-------- INPUT DATA
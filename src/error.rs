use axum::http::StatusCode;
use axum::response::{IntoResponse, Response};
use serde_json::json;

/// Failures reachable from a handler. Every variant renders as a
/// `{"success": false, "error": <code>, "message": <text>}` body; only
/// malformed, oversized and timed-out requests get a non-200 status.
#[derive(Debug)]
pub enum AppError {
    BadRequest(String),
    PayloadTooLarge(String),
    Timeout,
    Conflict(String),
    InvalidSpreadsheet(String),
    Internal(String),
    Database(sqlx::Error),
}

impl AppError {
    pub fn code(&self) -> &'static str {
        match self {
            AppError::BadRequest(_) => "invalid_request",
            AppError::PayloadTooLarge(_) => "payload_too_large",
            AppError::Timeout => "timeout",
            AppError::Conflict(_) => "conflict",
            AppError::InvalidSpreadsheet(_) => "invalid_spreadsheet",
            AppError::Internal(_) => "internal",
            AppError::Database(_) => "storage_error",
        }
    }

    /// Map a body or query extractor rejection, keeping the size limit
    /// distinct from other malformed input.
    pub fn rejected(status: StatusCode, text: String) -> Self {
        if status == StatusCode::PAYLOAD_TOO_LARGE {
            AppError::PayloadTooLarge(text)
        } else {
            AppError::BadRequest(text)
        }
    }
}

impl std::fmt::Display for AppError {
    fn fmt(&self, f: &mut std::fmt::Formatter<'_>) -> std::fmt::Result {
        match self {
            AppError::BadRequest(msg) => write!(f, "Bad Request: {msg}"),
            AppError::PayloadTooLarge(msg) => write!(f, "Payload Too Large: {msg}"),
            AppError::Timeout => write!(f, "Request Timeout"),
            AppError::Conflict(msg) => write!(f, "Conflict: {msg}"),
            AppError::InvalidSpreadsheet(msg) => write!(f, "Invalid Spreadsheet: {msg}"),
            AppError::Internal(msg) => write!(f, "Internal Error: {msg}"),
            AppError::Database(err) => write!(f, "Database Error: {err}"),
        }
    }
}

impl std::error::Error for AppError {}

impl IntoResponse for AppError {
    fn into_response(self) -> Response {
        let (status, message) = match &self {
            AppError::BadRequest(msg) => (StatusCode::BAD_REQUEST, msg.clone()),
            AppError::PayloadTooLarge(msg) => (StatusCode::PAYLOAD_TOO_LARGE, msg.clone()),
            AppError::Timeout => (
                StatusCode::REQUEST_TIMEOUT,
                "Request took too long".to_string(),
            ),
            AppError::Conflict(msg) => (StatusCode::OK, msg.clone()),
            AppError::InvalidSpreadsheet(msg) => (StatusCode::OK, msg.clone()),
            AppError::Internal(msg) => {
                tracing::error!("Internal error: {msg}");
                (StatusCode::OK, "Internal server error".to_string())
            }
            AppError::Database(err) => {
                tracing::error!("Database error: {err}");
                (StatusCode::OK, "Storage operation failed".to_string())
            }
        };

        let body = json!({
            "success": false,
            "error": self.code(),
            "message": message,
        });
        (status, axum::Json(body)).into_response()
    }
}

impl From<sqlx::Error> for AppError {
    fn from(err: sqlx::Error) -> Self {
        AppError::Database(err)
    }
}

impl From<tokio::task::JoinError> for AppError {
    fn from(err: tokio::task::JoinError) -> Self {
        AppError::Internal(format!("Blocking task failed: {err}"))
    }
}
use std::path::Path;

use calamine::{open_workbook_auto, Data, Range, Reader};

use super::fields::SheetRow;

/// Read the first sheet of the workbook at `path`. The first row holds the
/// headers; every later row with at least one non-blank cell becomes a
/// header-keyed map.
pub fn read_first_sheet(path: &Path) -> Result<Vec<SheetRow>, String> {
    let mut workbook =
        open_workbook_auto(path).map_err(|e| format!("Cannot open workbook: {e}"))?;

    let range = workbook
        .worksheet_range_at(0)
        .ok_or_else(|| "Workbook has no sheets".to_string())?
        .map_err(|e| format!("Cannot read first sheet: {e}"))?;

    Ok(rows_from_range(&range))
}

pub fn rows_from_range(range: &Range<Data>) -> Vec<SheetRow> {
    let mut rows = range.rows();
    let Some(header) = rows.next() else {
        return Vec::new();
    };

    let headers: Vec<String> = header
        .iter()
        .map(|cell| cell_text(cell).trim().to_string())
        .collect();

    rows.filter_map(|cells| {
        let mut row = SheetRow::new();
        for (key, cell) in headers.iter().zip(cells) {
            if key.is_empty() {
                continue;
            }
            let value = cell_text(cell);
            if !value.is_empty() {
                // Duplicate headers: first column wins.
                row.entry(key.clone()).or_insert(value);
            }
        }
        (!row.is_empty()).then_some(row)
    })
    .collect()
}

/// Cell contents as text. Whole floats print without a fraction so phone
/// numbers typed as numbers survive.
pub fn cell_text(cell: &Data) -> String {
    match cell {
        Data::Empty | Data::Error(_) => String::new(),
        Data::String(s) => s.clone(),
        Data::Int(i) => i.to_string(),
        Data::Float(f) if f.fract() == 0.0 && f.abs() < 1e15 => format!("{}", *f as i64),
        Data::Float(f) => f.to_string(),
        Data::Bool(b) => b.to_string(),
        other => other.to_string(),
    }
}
----------------
-------- INPUT DATA
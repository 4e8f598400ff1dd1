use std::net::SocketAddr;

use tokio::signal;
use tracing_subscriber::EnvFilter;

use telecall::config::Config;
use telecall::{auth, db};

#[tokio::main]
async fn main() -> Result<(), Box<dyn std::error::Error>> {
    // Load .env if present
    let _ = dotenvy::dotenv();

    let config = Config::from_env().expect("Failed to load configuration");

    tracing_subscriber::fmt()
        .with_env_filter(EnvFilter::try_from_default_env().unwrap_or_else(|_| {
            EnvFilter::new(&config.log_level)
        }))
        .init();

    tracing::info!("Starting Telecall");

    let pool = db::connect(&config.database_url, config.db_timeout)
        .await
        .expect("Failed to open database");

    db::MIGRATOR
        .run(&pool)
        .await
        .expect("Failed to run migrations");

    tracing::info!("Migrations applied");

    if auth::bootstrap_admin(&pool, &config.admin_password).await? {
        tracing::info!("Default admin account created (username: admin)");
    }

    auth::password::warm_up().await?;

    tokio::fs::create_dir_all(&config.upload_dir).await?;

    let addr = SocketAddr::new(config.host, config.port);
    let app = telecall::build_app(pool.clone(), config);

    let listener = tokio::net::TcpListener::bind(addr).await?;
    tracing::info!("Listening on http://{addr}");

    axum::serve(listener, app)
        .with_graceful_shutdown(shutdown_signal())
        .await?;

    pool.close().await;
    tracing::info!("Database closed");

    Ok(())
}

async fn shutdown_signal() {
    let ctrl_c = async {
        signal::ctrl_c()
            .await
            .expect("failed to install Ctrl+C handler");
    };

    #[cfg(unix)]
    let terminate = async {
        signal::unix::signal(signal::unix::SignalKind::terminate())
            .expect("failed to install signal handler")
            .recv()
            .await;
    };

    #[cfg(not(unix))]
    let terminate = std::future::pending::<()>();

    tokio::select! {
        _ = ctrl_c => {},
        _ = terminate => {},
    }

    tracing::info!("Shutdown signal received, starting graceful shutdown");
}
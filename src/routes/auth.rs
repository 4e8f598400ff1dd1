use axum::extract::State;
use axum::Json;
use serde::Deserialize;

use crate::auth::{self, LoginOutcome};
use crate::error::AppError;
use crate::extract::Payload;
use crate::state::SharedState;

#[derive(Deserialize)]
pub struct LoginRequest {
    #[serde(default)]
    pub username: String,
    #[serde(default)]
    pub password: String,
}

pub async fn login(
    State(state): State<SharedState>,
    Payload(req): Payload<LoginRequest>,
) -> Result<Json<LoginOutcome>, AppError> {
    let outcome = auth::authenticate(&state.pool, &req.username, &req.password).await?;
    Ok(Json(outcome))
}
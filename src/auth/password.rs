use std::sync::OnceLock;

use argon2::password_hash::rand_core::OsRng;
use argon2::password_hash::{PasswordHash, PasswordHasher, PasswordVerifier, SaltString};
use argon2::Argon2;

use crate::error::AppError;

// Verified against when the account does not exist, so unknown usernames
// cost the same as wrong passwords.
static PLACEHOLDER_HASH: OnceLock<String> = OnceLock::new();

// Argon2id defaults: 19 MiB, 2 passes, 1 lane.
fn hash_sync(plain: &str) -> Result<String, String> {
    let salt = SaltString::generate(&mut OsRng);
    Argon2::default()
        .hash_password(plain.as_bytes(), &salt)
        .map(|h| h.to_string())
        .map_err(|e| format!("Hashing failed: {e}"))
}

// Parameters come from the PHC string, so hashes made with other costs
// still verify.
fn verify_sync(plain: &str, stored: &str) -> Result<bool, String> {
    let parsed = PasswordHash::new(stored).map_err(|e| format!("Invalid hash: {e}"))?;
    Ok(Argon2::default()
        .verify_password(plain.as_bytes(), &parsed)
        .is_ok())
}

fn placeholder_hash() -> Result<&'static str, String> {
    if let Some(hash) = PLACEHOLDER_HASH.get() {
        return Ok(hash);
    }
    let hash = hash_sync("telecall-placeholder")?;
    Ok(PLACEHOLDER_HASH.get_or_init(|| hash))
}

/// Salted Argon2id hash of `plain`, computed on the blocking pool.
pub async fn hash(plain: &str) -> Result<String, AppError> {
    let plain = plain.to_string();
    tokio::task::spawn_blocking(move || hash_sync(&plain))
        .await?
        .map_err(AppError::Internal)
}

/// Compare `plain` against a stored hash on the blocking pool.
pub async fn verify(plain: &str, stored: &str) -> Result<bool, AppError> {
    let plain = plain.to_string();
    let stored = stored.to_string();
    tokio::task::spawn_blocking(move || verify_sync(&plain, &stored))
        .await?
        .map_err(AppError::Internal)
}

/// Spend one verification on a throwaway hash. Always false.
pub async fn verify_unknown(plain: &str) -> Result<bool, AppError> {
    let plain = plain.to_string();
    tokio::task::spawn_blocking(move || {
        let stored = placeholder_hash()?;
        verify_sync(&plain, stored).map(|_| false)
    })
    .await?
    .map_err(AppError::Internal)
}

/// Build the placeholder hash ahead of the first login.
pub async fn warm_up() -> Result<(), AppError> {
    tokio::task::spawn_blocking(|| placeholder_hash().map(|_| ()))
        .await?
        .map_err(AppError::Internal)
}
----------------
Could you set down, word for word, only the lines above from the line with "impl From<sqlx::Error> for" to the line with "use std::path::Path;", including both?

◆ REPLY TO THE EXERCISE
impl From<sqlx::Error> for AppError {
    fn from(err: sqlx::Error) -> Self {
        AppError::Database(err)
    }
}

impl From<tokio::task::JoinError> for AppError {
    fn from(err: tokio::task::JoinError) -> Self {
        AppError::Internal(format!("Blocking task failed: {err}"))
    }
}
use std::path::Path;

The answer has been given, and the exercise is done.